Conference paper

Optimal Estimation of the Best Mean in Multi-Armed Bandits

Abstract

We study the problem of estimating the mean reward of the best arm in a multi-armed bandit (MAB) setting. Specifically, given a target precision epsilon and confidence level delta, the goal is to return an epsilon-accurate estimate of the largest mean reward with probability at least 1 - delta, while minimizing the number of samples. We propose an algorithm that features a novel stopping condition based on a confidence ellipsoid and a two-phase sampling strategy. The algorithm is simple, nearly free of hyperparameters, and achieves the asymptotically optimal sample complexity of 2 R^2 f(mu) log(1/delta), where R is the parameter of sub-Gaussian reward distributions, and f(mu) is the value of an instance-specific optimization problem.
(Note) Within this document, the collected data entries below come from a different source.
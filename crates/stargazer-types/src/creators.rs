//! Typed action creators.
//!
//! Producers never assemble [`ActionKind`] values by hand; they call the
//! creator for the intent they want so the payload shape is checked at the
//! call site. Each creator attributes the action to the producer that
//! usually emits it; use [`Action::with_source`] to override.

use chrono::{DateTime, Utc};

use crate::actions::{Action, ActionKind};
use crate::enums::{ActionSource, ActionType, SaveKind, SelectionMethod, StatField};
use crate::ids::{ContentId, ItemId, LevelId, SessionId, StarId};
use crate::snapshot::Snapshot;
use crate::structs::{ErrorRecord, SettingsPatch, Star, StatsPatch, TimelineEvent};

// --- Level lifecycle ---

/// `LEVEL_TRANSITION_START{from, to}`.
pub fn level_transition_start(from: LevelId, to: LevelId) -> Action {
    Action::new(ActionKind::LevelTransitionStart { from, to }, ActionSource::Orchestrator)
}

/// `LEVEL_TRANSITION_SUCCESS{from, to, durationMs}`.
pub fn level_transition_success(from: LevelId, to: LevelId, duration_ms: u64) -> Action {
    Action::new(
        ActionKind::LevelTransitionSuccess {
            from,
            to,
            duration_ms,
        },
        ActionSource::Orchestrator,
    )
}

/// `LEVEL_TRANSITION_FAILURE{from, to, error}`.
pub fn level_transition_failure(from: LevelId, to: LevelId, error: impl Into<String>) -> Action {
    Action::new(
        ActionKind::LevelTransitionFailure {
            from,
            to,
            error: error.into(),
        },
        ActionSource::Orchestrator,
    )
}

/// `LEVEL_COMPLETED{level}`.
pub fn level_completed(level: LevelId) -> Action {
    Action::new(ActionKind::LevelCompleted { level }, ActionSource::Physics)
}

// --- Selection ---

/// `STAR_SELECTED{star, method}`.
pub fn star_selected(star: Star, method: SelectionMethod) -> Action {
    Action::new(ActionKind::StarSelected { star, method }, ActionSource::Ui)
}

/// `STAR_DESELECTED`.
pub fn star_deselected() -> Action {
    Action::new(ActionKind::StarDeselected, ActionSource::Ui)
}

/// `STAR_DISCOVERED{star}`.
pub fn star_discovered(star: StarId) -> Action {
    Action::new(ActionKind::StarDiscovered { star }, ActionSource::Physics)
}

// --- Progress ---

/// `STATS_UPDATE{updates}`.
pub fn stats_update(updates: StatsPatch) -> Action {
    Action::new(ActionKind::StatsUpdate { updates }, ActionSource::Ui)
}

/// `STATS_INCREMENT{field, amount}`; `amount` defaults to 1.
pub fn stats_increment(field: StatField, amount: Option<i64>) -> Action {
    Action::new(
        ActionKind::StatsIncrement {
            field,
            amount: amount.unwrap_or(1),
        },
        ActionSource::Ui,
    )
}

/// `CONTENT_UNLOCKED{content}`.
pub fn content_unlocked(content: ContentId) -> Action {
    Action::new(ActionKind::ContentUnlocked { content }, ActionSource::Physics)
}

/// `ITEM_COLLECTED{item}`.
pub fn item_collected(item: ItemId) -> Action {
    Action::new(ActionKind::ItemCollected { item }, ActionSource::Physics)
}

/// `INTERACTION_RECORDED{target}`.
pub fn interaction_recorded(target: impl Into<String>) -> Action {
    Action::new(
        ActionKind::InteractionRecorded {
            target: target.into(),
        },
        ActionSource::Input,
    )
}

// --- Settings ---

/// `SETTINGS_UPDATE{updates}`.
pub fn settings_update(updates: SettingsPatch) -> Action {
    Action::new(ActionKind::SettingsUpdate { updates }, ActionSource::Ui)
}

/// `SETTINGS_RESET`.
pub fn settings_reset() -> Action {
    Action::new(ActionKind::SettingsReset, ActionSource::Ui)
}

// --- Session ---

/// `SESSION_START{sessionId, startedAt}`.
pub fn session_start(session_id: SessionId, started_at: DateTime<Utc>) -> Action {
    Action::new(
        ActionKind::SessionStart {
            session_id,
            started_at,
        },
        ActionSource::Timer,
    )
}

/// `TIME_UPDATE{deltaMs}`.
pub fn time_update(delta_ms: i64) -> Action {
    Action::new(ActionKind::TimeUpdate { delta_ms }, ActionSource::Timer)
}

/// `TIMELINE_EVENTS_SET{events}`.
pub fn timeline_events_set(events: Vec<TimelineEvent>) -> Action {
    Action::new(ActionKind::TimelineEventsSet { events }, ActionSource::Timer)
}

// --- Persistence ---

/// `SAVE_GAME_START{kind}`.
pub fn save_game_start(kind: SaveKind) -> Action {
    Action::new(ActionKind::SaveGameStart { kind }, ActionSource::Persistence)
}

/// `SAVE_GAME_SUCCESS{kind, savedAt, sizeBytes}`.
pub fn save_game_success(kind: SaveKind, saved_at: i64, size_bytes: u64) -> Action {
    Action::new(
        ActionKind::SaveGameSuccess {
            kind,
            saved_at,
            size_bytes,
        },
        ActionSource::Persistence,
    )
}

/// `SAVE_GAME_FAILURE{kind, error}`.
pub fn save_game_failure(kind: SaveKind, error: impl Into<String>) -> Action {
    Action::new(
        ActionKind::SaveGameFailure {
            kind,
            error: error.into(),
        },
        ActionSource::Persistence,
    )
}

/// `LOAD_GAME_START`.
pub fn load_game_start() -> Action {
    Action::new(ActionKind::LoadGameStart, ActionSource::Persistence)
}

/// `LOAD_GAME_SUCCESS{schemaVersion, migrated, snapshot}`.
pub fn load_game_success(schema_version: u32, migrated: bool, snapshot: Snapshot) -> Action {
    Action::new(
        ActionKind::LoadGameSuccess {
            schema_version,
            migrated,
            snapshot: Box::new(snapshot),
        },
        ActionSource::Persistence,
    )
}

/// `LOAD_GAME_FAILURE{error}`.
pub fn load_game_failure(error: impl Into<String>) -> Action {
    Action::new(
        ActionKind::LoadGameFailure {
            error: error.into(),
        },
        ActionSource::Persistence,
    )
}

// --- Errors ---

/// `ERROR_OCCURRED{error}`.
pub fn error_occurred(error: ErrorRecord, source: ActionSource) -> Action {
    Action::new(ActionKind::ErrorOccurred { error }, source)
}

/// `ERROR_RECOVERED{trigger, fixes}`.
pub fn error_recovered(trigger: ActionType, fixes: Vec<String>) -> Action {
    Action::new(ActionKind::ErrorRecovered { trigger, fixes }, ActionSource::Engine)
}

// --- Lifecycle ---

/// `GAME_INITIALIZED`.
pub fn game_initialized() -> Action {
    Action::new(ActionKind::GameInitialized, ActionSource::Engine)
}

/// `GAME_PAUSED`.
pub fn game_paused() -> Action {
    Action::new(ActionKind::GamePaused, ActionSource::Input)
}

/// `GAME_RESUMED`.
pub fn game_resumed() -> Action {
    Action::new(ActionKind::GameResumed, ActionSource::Input)
}

/// `GAME_RESET{reason, preserveSettings}`.
pub fn game_reset(reason: impl Into<String>, preserve_settings: bool) -> Action {
    Action::new(
        ActionKind::GameReset {
            reason: reason.into(),
            preserve_settings,
        },
        ActionSource::Ui,
    )
}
In contrast to the widely used Track-and-Stop algorithm, which requires solving a non-convex optimization problem at every round, our approach solves a single convex optimization problem just once. We also establish a matching lower bound, proving that no algorithm can asymptotically outperform this rate. Our analysis introduces several new techniques to address the challenge posed by the non-convexity of the characterizing optimization problem. Experimental results support our theoretical guarantees and demonstrate the practical effectiveness of the proposed method.